But previously and more discreetly, in the middle of the last century, other seeds were planted, notably by the English mathematician Alan Turing (who cracked the German code and helped lead the Allies to victory in World War II).

To achieve their full potential, these seeds waiting for the full effects of Moore’s law on the power of machines and our exponential number of traces and digital data. The “data,” THE raw material of this ongoing revolution: artificial intelligence.

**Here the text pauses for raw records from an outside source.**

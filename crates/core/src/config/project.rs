//! Preparation of Project documents.

use crate::config::dispatch::{is_falsy, render_value, PrepareContext};
use rk_protocol::ProjectResource;
use serde_yaml::{Mapping, Value};

/// Keys set by the loader rather than taken from the passthrough fields.
const LIFTED_KEYS: &[&str] = &["apiVersion", "kind", "path", "configPath"];

/// Builds a [`ProjectResource`] from a document known to declare a project.
///
/// Fills in `apiVersion` when absent and stamps the source locations. Nothing
/// is validated here: a non-string `apiVersion` is kept in its rendered form.
pub fn prepare_project(mapping: Mapping, ctx: &PrepareContext<'_>) -> ProjectResource {
    let api_version = match mapping.get("apiVersion") {
        Some(value) if !is_falsy(value) => render_value(value),
        _ => ctx.default_api_version.to_string(),
    };

    let fields: Mapping = mapping
        .into_iter()
        .filter(|(key, _)| !is_lifted(key))
        .collect();

    ProjectResource {
        api_version,
        path: ctx.path.to_path_buf(),
        config_path: ctx.config_path.to_path_buf(),
        fields,
    }
}

fn is_lifted(key: &Value) -> bool {
    key.as_str()
        .is_some_and(|key| LIFTED_KEYS.iter().any(|lifted| *lifted == key))
}

#[cfg(test)]
mod tests {
    use super::*;
    use crate::schema::BuiltinValidator;
    use rk_protocol::DEFAULT_API_VERSION;
    use std::path::Path;

    fn ctx() -> PrepareContext<'static> {
        PrepareContext {
            path: Path::new("/repo"),
            config_path: Path::new("/repo/garden.yml"),
            project_root: Path::new("/repo"),
            default_api_version: DEFAULT_API_VERSION,
            validator: &BuiltinValidator,
        }
    }

    fn mapping(content: &str) -> Mapping {
        serde_yaml::from_str(content).expect("Test YAML should parse")
    }

    #[test]
    fn test_defaults_api_version() {
        let project = prepare_project(mapping("kind: Project\nname: demo\n"), &ctx());

        assert_eq!(project.api_version, DEFAULT_API_VERSION);
        assert_eq!(project.path, Path::new("/repo"));
        assert_eq!(project.config_path, Path::new("/repo/garden.yml"));
    }

    #[test]
    fn test_keeps_declared_api_version() {
        let project = prepare_project(
            mapping("kind: Project\napiVersion: garden.io/v1\nname: demo\n"),
            &ctx(),
        );

        assert_eq!(project.api_version, "garden.io/v1");
    }

    #[test]
    fn test_passes_other_fields_through() {
        let project = prepare_project(
            mapping(
                r#"
kind: Project
name: demo
defaultEnvironment: local
environments:
  - name: local
path: /somewhere/else
"#,
            ),
            &ctx(),
        );

        assert_eq!(project.name(), Some("demo"));
        assert_eq!(project.field("defaultEnvironment"), Some(&Value::from("local")));
        assert!(project.field("environments").is_some());
        // Loader-owned keys never leak into the passthrough fields
        assert!(project.field("kind").is_none());
        assert!(project.field("path").is_none());
        assert_eq!(project.path, Path::new("/repo"));
    }

    #[test]
    fn test_non_string_api_version_is_carried_through() {
        let number = prepare_project(mapping("kind: Project\napiVersion: 1\nname: demo\n"), &ctx());
        assert_eq!(number.api_version, "1");

        let boolean = prepare_project(mapping("kind: Project\napiVersion: true\n"), &ctx());
        assert_eq!(boolean.api_version, "true");

        let list = prepare_project(mapping("kind: Project\napiVersion: [1]\n"), &ctx());
        assert_eq!(list.api_version, "- 1");
        assert!(list.field("apiVersion").is_none());
    }

    #[test]
    fn test_falsy_api_version_takes_default() {
        let project = prepare_project(mapping("kind: Project\napiVersion: ''\n"), &ctx());

        assert_eq!(project.api_version, DEFAULT_API_VERSION);
    }
}
//! Runtime error taxonomy (spec.md §7).
//!
//! Every variant carries the 1-based source line of the node that raised it.
//! `CastError` is also exposed standalone from [`crate::value`] since the
//! value/type system's `cast` contract is defined independently of any
//! particular evaluation site; [`RuntimeError::CastError`] wraps it with the
//! line at which the cast was requested.

use crate::value::CastError;

#[derive(Debug, Clone, thiserror::Error)]
pub enum RuntimeError {
    #[error("line {line}: {message}")]
    NamespaceError { line: usize, message: String },

    #[error("line {line}: {cause}")]
    CastError { line: usize, cause: CastError },

    #[error("line {line}: {message}")]
    AssignmentError { line: usize, message: String },

    #[error("line {line}: {message}")]
    ArgumentError { line: usize, message: String },

    #[error("line {line}: {message}")]
    ArgumentCastError { line: usize, message: String },

    #[error("line {line}: {message}")]
    FunctionError { line: usize, message: String },

    #[error("line {line}: {message}")]
    OperatorError { line: usize, message: String },

    /// Catch-all for the errors spec.md §7 leaves unnamed: "Bad conditional",
    /// division by zero, equality across incompatible types.
    #[error("line {line}: {message}")]
    RuntimeError { line: usize, message: String },
}

impl RuntimeError {
    pub fn line(&self) -> usize {
        match self {
            RuntimeError::NamespaceError { line, .. }
            | RuntimeError::CastError { line, .. }
            | RuntimeError::AssignmentError { line, .. }
            | RuntimeError::ArgumentError { line, .. }
            | RuntimeError::ArgumentCastError { line, .. }
            | RuntimeError::FunctionError { line, .. }
            | RuntimeError::OperatorError { line, .. }
            | RuntimeError::RuntimeError { line, .. } => *line,
        }
    }
}
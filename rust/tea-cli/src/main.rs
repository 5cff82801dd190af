//! Tea CLI — command-line entry point.
//!
//! Grounded on `examples/alliecatowo-lumen/rust/lumen-cli/src/main.rs`'s
//! `clap::Parser`/`Subcommand` shape, trimmed from Lumen's package-manager-
//! sized command set down to the three forms SPEC_FULL.md §4.8 names: bare
//! REPL, `run <file>`, `check <file>`, plus a global `--debug` flag.

use std::fs;
use std::path::PathBuf;
use std::process::ExitCode;

use clap::{Parser, Subcommand};
use tracing_subscriber::EnvFilter;

use tea_cli::colors::{bold, cyan, red};
use tea_cli::repl;

#[derive(Parser)]
#[command(
    name = "tea",
    version,
    about = "Tea — a small, dynamically-typed, expression-oriented scripting language",
    long_about = "Tea lexes, parses, and tree-walks source text, producing a value or a \
                  structured error per top-level statement.\n\nWith no subcommand, opens an \
                  interactive REPL."
)]
struct Cli {
    /// Emit tracing output for lexer/parser/evaluator internals.
    #[arg(long, global = true)]
    debug: bool,

    #[command(subcommand)]
    command: Option<Commands>,
}

#[derive(Subcommand)]
enum Commands {
    /// Load and evaluate a source file, then exit.
    Run {
        /// Path to the source file
        file: PathBuf,
    },
    /// Parse a source file and report errors without evaluating it.
    Check {
        /// Path to the source file
        file: PathBuf,
    },
}

fn init_tracing(debug: bool) {
    let filter = EnvFilter::new(if debug { "tea=trace" } else { "tea=warn" });
    let _ = tracing_subscriber::fmt().with_env_filter(filter).try_init();
}

fn main() -> ExitCode {
    let cli = Cli::parse();
    init_tracing(cli.debug);

    match cli.command {
        None => {
            repl::run(cli.debug);
            ExitCode::SUCCESS
        }
        Some(Commands::Run { file }) => run_file(&file),
        Some(Commands::Check { file }) => check_file(&file),
    }
}

fn read_source(path: &PathBuf) -> Result<String, ExitCode> {
    fs::read_to_string(path).map_err(|e| {
        eprintln!("{} could not read {}: {}", red("!!"), path.display(), e);
        ExitCode::FAILURE
    })
}

fn run_file(path: &PathBuf) -> ExitCode {
    let source = match read_source(path) {
        Ok(s) => s,
        Err(code) => return code,
    };
    let ast = match tea_core::parse_source(&source) {
        Ok(ast) => ast,
        Err(e) => {
            eprintln!("{} {}", red("!!"), e);
            return ExitCode::FAILURE;
        }
    };
    let mut ctx = tea_rt::Context::new();
    ctx.load(tea_rt::stdlib::standard_library());
    match tea_rt::eval(&ast, &mut ctx) {
        Ok(_) => ExitCode::SUCCESS,
        Err(e) => {
            eprintln!("{} {}", red("!!"), e);
            ExitCode::FAILURE
        }
    }
}

fn check_file(path: &PathBuf) -> ExitCode {
    let source = match read_source(path) {
        Ok(s) => s,
        Err(code) => return code,
    };
    match tea_core::parse_source(&source) {
        Ok(_) => {
            println!("{} {}", bold(&cyan("ok")), path.display());
            ExitCode::SUCCESS
        }
        Err(e) => {
            eprintln!("{} {}", red("!!"), e);
            ExitCode::FAILURE
        }
    }
}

AI already has thousands of concrete applications in services today, in start-up schedules or engineering dreams, in any area where the cognitive plays a role, which means almost everywhere. And just as clouds usher in a storm, artificial intelligence is ushering in fantastic promises and terrible fears.

But let’s go back to the human brain that years of digital consumption have already radically transformed. With the progress of neuroscience, biology, computer science and especially the merger of their respective grammars into a common one (at the end everything there is an algorithm), it is clear that AI will make our poor brain one of its main fields of conquest.

The Four Musketeers

We now face a fork in the road:

Route 1. We continue our momentum and entrust not only all our decisions, but also our imagination to machines. And why not? They already know us better than our friends, our family, our spouse and probably ourselves. (You’ll see, they will even end up knowing our inner sanctum.) But this will end a certain kind of humanity as we have known it forever.

Route 2. The Brotherhood of Humanists decides to let in scientists. They add letters to numbers. They are like the Musketeers, except there are four.

For example, within the next decade AI, biology and neuroscience will make it possible to decisively and positively influence our brains by adding fragments of selected experiences, biographical traces, a body of knowledge and wisdom in order to change our attitudes and behavior, and thereby our happiness.

Let’s assign digital and artificial intelligence the task of collecting, processing, transcribing and transmitting the entire human experience, including that sensitive, complex and devoured world we call the past that historians, novelists and artists have been passing down and creating for centuries. The historic, literary and artistic past that includes popular culture and is an unknown untapped part of ourselves, yet the only thing that can help us understand and fully feel the world around us: a military conflict, a question political, a work of art, a landscape, a feeling.

Would we live life the same way if we knew that our misfortunes, happiness and major questions have already been experienced an infinite number of times and described in a novel, a poem or a history book? Not by opening a book, but by it being right there in our brains.
What are thousands of exhausted tourists looking for in Machu Picchu? Is it really a pile of stones between heaven and Earth? Or rather the civilization of which they are a trace.
Imagine knowing about and personally experiencing every work before visiting a museum. We all know that the eye sees nothing without the lens of culture, whether it’s a ruin at the Roman Forum or a painting at the Louvre.

Wouldn’t you pay more for a visit if it didn’t involve the touristic drudgery of staring at rectangles on a wall?
Finally, suppose a young white Southern man instantly and always not only had knowledge of African-American history (including its fiction, songs and art), but also real insight into the lived experience of a young black man. Wouldn’t the world be a better place? (This example works in both directions, of course.)

That would be true augmented reality.

Somewhere, history has a logic. Like relay runners, historians, writers and artists were waiting for the last runner to pass the baton and complete the masterpiece. They were just waiting for the right time. It would have been a shame if Moore’s law and artificial intelligence appeared before humanity had acquired the knowledge and experience (paid for with centuries of suffering). And also before Faulkner, Hugo, Picasso, Mozart, Da Vinci, Shakespeare and all the others.

At the beginning of the 21th century, humanity must face the prospect of its own demise from two groups of opposing threats:

External threats: Climate change, global warming and the disappearance of biodiversity that is radically changing humanity’s relationship to nature and its living environment.

Internal threats: The attitude of the human community in relation to itself and its past experience, the return of a tragic story, the renewed questioning of the meaning of life, of free will. In fine, the relationship to everything that made us us before the digital colonization.

To fight against both, we must rethink our consumerist model: must more take care of our being by populating our thoughts and culture vs focus on having stuff.

ever.li strives to build a better world by intersecting the humanities & AI.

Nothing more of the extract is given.